Segment Start: Records for the exercise

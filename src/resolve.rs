//! Slot resolution: mapping a content slot to a concrete shape.
//!
//! Templates are author-supplied and shape names are free-form, so slot
//! lookup is heuristic: an exact name is tried first, then one or more
//! keyword substrings, all case-insensitively and in slide order. A miss
//! is not an error; callers treat it as "slot not present in this
//! template" and silently skip that field's mutation.

use crate::pptx::shapes::Shape;
use crate::pptx::slide::Slide;

/// What kind of shape a slot expects.
#[derive(Debug, Clone, Copy, PartialEq, Eq)]
pub enum SlotTarget {
    /// Any shape
    Any,
    /// A shape that can carry a text frame
    Text,
    /// A picture shape
    Picture,
    /// A graphic frame containing a table
    Table,
}

impl SlotTarget {
    fn accepts(&self, shape: &Shape) -> bool {
        match self {
            SlotTarget::Any => true,
            SlotTarget::Text => shape.has_text_frame(),
            SlotTarget::Picture => shape.kind() == crate::pptx::shapes::ShapeKind::Picture,
            SlotTarget::Table => shape.has_table(),
        }
    }
}

/// A slot lookup rule.
///
/// Evaluation order: the exact name (case-insensitive) across all shapes in
/// slide order first, then each keyword in turn as a case-insensitive
/// substring. The first shape satisfying a pass wins. With neither an exact
/// name nor keywords, the rule matches the first shape the target accepts.
#[derive(Debug, Clone)]
pub struct SlotRule {
    exact: Option<String>,
    keywords: Vec<String>,
    target: SlotTarget,
}

impl SlotRule {
    /// Match an exact fully-qualified slot name, falling back to a keyword
    /// substring (e.g. `Header1`, then any name containing `header`).
    pub fn exact_or_contains(exact: &str, keyword: &str, target: SlotTarget) -> Self {
        Self {
            exact: Some(exact.to_string()),
            keywords: vec![keyword.to_lowercase()],
            target,
        }
    }

    /// Match any name containing the keyword.
    pub fn contains(keyword: &str, target: SlotTarget) -> Self {
        Self {
            exact: None,
            keywords: vec![keyword.to_lowercase()],
            target,
        }
    }

    /// Match any name containing one of the keywords, tried in order.
    pub fn keywords(keywords: &[&str], target: SlotTarget) -> Self {
        Self {
            exact: None,
            keywords: keywords.iter().map(|k| k.to_lowercase()).collect(),
            target,
        }
    }

    /// Match an indexed slot: the formatted name `Prefix{i}` exactly, then
    /// the substring `prefix{i}`.
    pub fn indexed(prefix: &str, index: usize, target: SlotTarget) -> Self {
        Self {
            exact: Some(format!("{prefix}{index}")),
            keywords: vec![format!("{}{index}", prefix.to_lowercase())],
            target,
        }
    }

    /// Match an indexed slot under any of several naming prefixes.
    pub fn indexed_keywords(prefixes: &[&str], index: usize, target: SlotTarget) -> Self {
        Self {
            exact: Some(format!("{}{index}", prefixes[0])),
            keywords: prefixes
                .iter()
                .map(|p| format!("{}{index}", p.to_lowercase()))
                .collect(),
            target,
        }
    }

    /// Match the first shape the target accepts, regardless of name.
    pub fn any_of(target: SlotTarget) -> Self {
        Self {
            exact: None,
            keywords: Vec::new(),
            target,
        }
    }

    fn matches_exact(&self, shape: &Shape) -> bool {
        match &self.exact {
            Some(exact) => shape.name().eq_ignore_ascii_case(exact),
            None => false,
        }
    }
}

/// Resolve a rule to the node index of the first matching shape.
pub fn resolve(slide: &Slide, rule: &SlotRule) -> Option<usize> {
    // Pass 1: exact name
    for (index, shape) in slide.shapes() {
        if rule.target.accepts(shape) && rule.matches_exact(shape) {
            return Some(index);
        }
    }

    // Pass 2: each keyword in rule order, shapes in slide order
    for keyword in &rule.keywords {
        for (index, shape) in slide.shapes() {
            if rule.target.accepts(shape) && shape.name().to_lowercase().contains(keyword) {
                return Some(index);
            }
        }
    }

    // Bare rule: first shape of the right kind
    if rule.exact.is_none() && rule.keywords.is_empty() {
        for (index, shape) in slide.shapes() {
            if rule.target.accepts(shape) {
                return Some(index);
            }
        }
    }

    None
}

/// Resolve every shape matching any of the rule's keywords, in slide order.
///
/// Used by multi-image kinds, which pair an ordered URL list positionally
/// with all image-bearing slots of the group.
pub fn resolve_all(slide: &Slide, rule: &SlotRule) -> Vec<usize> {
    let mut matches = Vec::new();
    for (index, shape) in slide.shapes() {
        if !rule.target.accepts(shape) {
            continue;
        }
        let named = rule.matches_exact(shape)
            || rule
                .keywords
                .iter()
                .any(|k| shape.name().to_lowercase().contains(k));
        if named || (rule.exact.is_none() && rule.keywords.is_empty()) {
            matches.push(index);
        }
    }
    matches
}

#[cfg(test)]
mod tests {
    use super::*;
    use crate::opc::packuri::PackURI;
    use crate::pptx::fixtures;

    fn slide(shapes: &[String]) -> Slide {
        let xml = fixtures::slide_xml(shapes);
        Slide::parse(
            PackURI::new("/ppt/slides/slide1.xml").unwrap(),
            xml.as_bytes(),
        )
        .unwrap()
    }

    #[test]
    fn test_exact_beats_substring() {
        let slide = slide(&[
            fixtures::text_shape(2, "My header note", "a"),
            fixtures::text_shape(3, "Header1", "b"),
        ]);

        let rule = SlotRule::exact_or_contains("Header1", "header", SlotTarget::Text);
        let index = resolve(&slide, &rule).unwrap();
        assert_eq!(slide.shape(index).unwrap().name(), "Header1");
    }

    #[test]
    fn test_substring_fallback_case_insensitive() {
        let slide = slide(&[
            fixtures::text_shape(2, "Intro", "a"),
            fixtures::text_shape(3, "PAGE HEADER", "b"),
        ]);

        let rule = SlotRule::exact_or_contains("Header1", "header", SlotTarget::Text);
        let index = resolve(&slide, &rule).unwrap();
        assert_eq!(slide.shape(index).unwrap().name(), "PAGE HEADER");
    }

    #[test]
    fn test_first_in_slide_order_wins() {
        let slide = slide(&[
            fixtures::text_shape(2, "title a", "a"),
            fixtures::text_shape(3, "title b", "b"),
        ]);

        let rule = SlotRule::contains("title", SlotTarget::Text);
        let index = resolve(&slide, &rule).unwrap();
        assert_eq!(slide.shape(index).unwrap().name(), "title a");
    }

    #[test]
    fn test_indexed_rule() {
        let slide = slide(&[
            fixtures::text_shape(2, "Stat1", "a"),
            fixtures::text_shape(3, "my stat2 box", "b"),
        ]);

        let index = resolve(&slide, &SlotRule::indexed("Stat", 1, SlotTarget::Text)).unwrap();
        assert_eq!(slide.shape(index).unwrap().name(), "Stat1");

        let index = resolve(&slide, &SlotRule::indexed("Stat", 2, SlotTarget::Text)).unwrap();
        assert_eq!(slide.shape(index).unwrap().name(), "my stat2 box");

        assert!(resolve(&slide, &SlotRule::indexed("Stat", 3, SlotTarget::Text)).is_none());
    }

    #[test]
    fn test_target_filters_kind() {
        let slide = slide(&[
            fixtures::text_shape(2, "image caption", "a"),
            fixtures::picture_shape(3, "Image1", "rId2"),
        ]);

        let rule = SlotRule::contains("image", SlotTarget::Picture);
        let index = resolve(&slide, &rule).unwrap();
        assert_eq!(slide.shape(index).unwrap().name(), "Image1");
    }

    #[test]
    fn test_absence_is_none_not_error() {
        let slide = slide(&[fixtures::text_shape(2, "Body", "a")]);
        let rule = SlotRule::exact_or_contains("Header1", "header", SlotTarget::Text);
        assert!(resolve(&slide, &rule).is_none());
    }

    #[test]
    fn test_any_of_matches_first_of_kind() {
        let slide = slide(&[
            fixtures::text_shape(2, "Title", "a"),
            fixtures::table_shape(3, "Table 1", 2, 2),
        ]);

        let index = resolve(&slide, &SlotRule::any_of(SlotTarget::Table)).unwrap();
        assert_eq!(slide.shape(index).unwrap().name(), "Table 1");
    }

    #[test]
    fn test_resolve_all_in_slide_order() {
        let slide = slide(&[
            fixtures::picture_shape(2, "Logo", "rId2"),
            fixtures::text_shape(3, "Title", "t"),
            fixtures::picture_shape(4, "Image2", "rId3"),
            fixtures::picture_shape(5, "Decoration", "rId4"),
        ]);

        let rule = SlotRule::keywords(&["image", "logo"], SlotTarget::Picture);
        let matches = resolve_all(&slide, &rule);
        let names: Vec<&str> = matches
            .iter()
            .map(|&i| slide.shape(i).unwrap().name())
            .collect();
        assert_eq!(names, vec!["Logo", "Image2"]);
    }
}
// Archivo: errors.rs
// Propósito: definir los errores del almacén remoto y el alias Result<T>
// usado por las APIs del crate.
use thiserror::Error;
/// Errores comunes de un almacén de documentos.
///
/// - `NotFound`: archivo o carpeta inexistente.
/// - `Unauthenticated`: el cliente no tiene sesión o no está configurado.
/// - `Network`: fallo de conectividad con el backend.
/// - `Serialization`: el contenido no es JSON válido.
/// - `Io`: error de E/S local (backends de disco).
/// - `Other`: cualquier otro error.
#[derive(Error, Debug)]
pub enum StoreError {
  /// Archivo o carpeta no encontrada.
  #[error("No encontrado: {0}")]
  NotFound(String),
  /// Cliente sin autenticar o sin configurar.
  #[error("No autenticado: {0}")]
  Unauthenticated(String),
  /// Error de conectividad con el backend remoto.
  #[error("Error de red: {0}")]
  Network(String),
  /// Contenido ilegible como documento JSON.
  #[error("Error de serialización: {0}")]
  Serialization(String),
  /// Error de E/S local.
  #[error("Error de E/S: {0}")]
  Io(String),
  /// Otro tipo de error.
  #[error("Otro: {0}")]
  Other(String),
}

impl From<serde_json::Error> for StoreError {
  fn from(e: serde_json::Error) -> Self {
    Self::Serialization(e.to_string())
  }
}

impl From<std::io::Error> for StoreError {
  fn from(e: std::io::Error) -> Self {
    match e.kind() {
      std::io::ErrorKind::NotFound => Self::NotFound(e.to_string()),
      _ => Self::Io(e.to_string()),
    }
  }
}

/// Alias de resultado usado por las APIs del crate.
pub type Result<T> = std::result::Result<T, StoreError>;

Segment End: Records for the exercise

● Task directions:
The response must consist solely of the lines from the top of the records through the line holding "#[derive(Debug, Clone)]", copied word for word.

● Written solution:
filename src/resolve.rs
//! Slot resolution: mapping a content slot to a concrete shape.
//!
//! Templates are author-supplied and shape names are free-form, so slot
//! lookup is heuristic: an exact name is tried first, then one or more
//! keyword substrings, all case-insensitively and in slide order. A miss
//! is not an error; callers treat it as "slot not present in this
//! template" and silently skip that field's mutation.

use crate::pptx::shapes::Shape;
use crate::pptx::slide::Slide;

/// What kind of shape a slot expects.
#[derive(Debug, Clone, Copy, PartialEq, Eq)]
pub enum SlotTarget {
    /// Any shape
    Any,
    /// A shape that can carry a text frame
    Text,
    /// A picture shape
    Picture,
    /// A graphic frame containing a table
    Table,
}

impl SlotTarget {
    fn accepts(&self, shape: &Shape) -> bool {
        match self {
            SlotTarget::Any => true,
            SlotTarget::Text => shape.has_text_frame(),
            SlotTarget::Picture => shape.kind() == crate::pptx::shapes::ShapeKind::Picture,
            SlotTarget::Table => shape.has_table(),
        }
    }
}

/// A slot lookup rule.
///
/// Evaluation order: the exact name (case-insensitive) across all shapes in
/// slide order first, then each keyword in turn as a case-insensitive
/// substring. The first shape satisfying a pass wins. With neither an exact
/// name nor keywords, the rule matches the first shape the target accepts.
#[derive(Debug, Clone)]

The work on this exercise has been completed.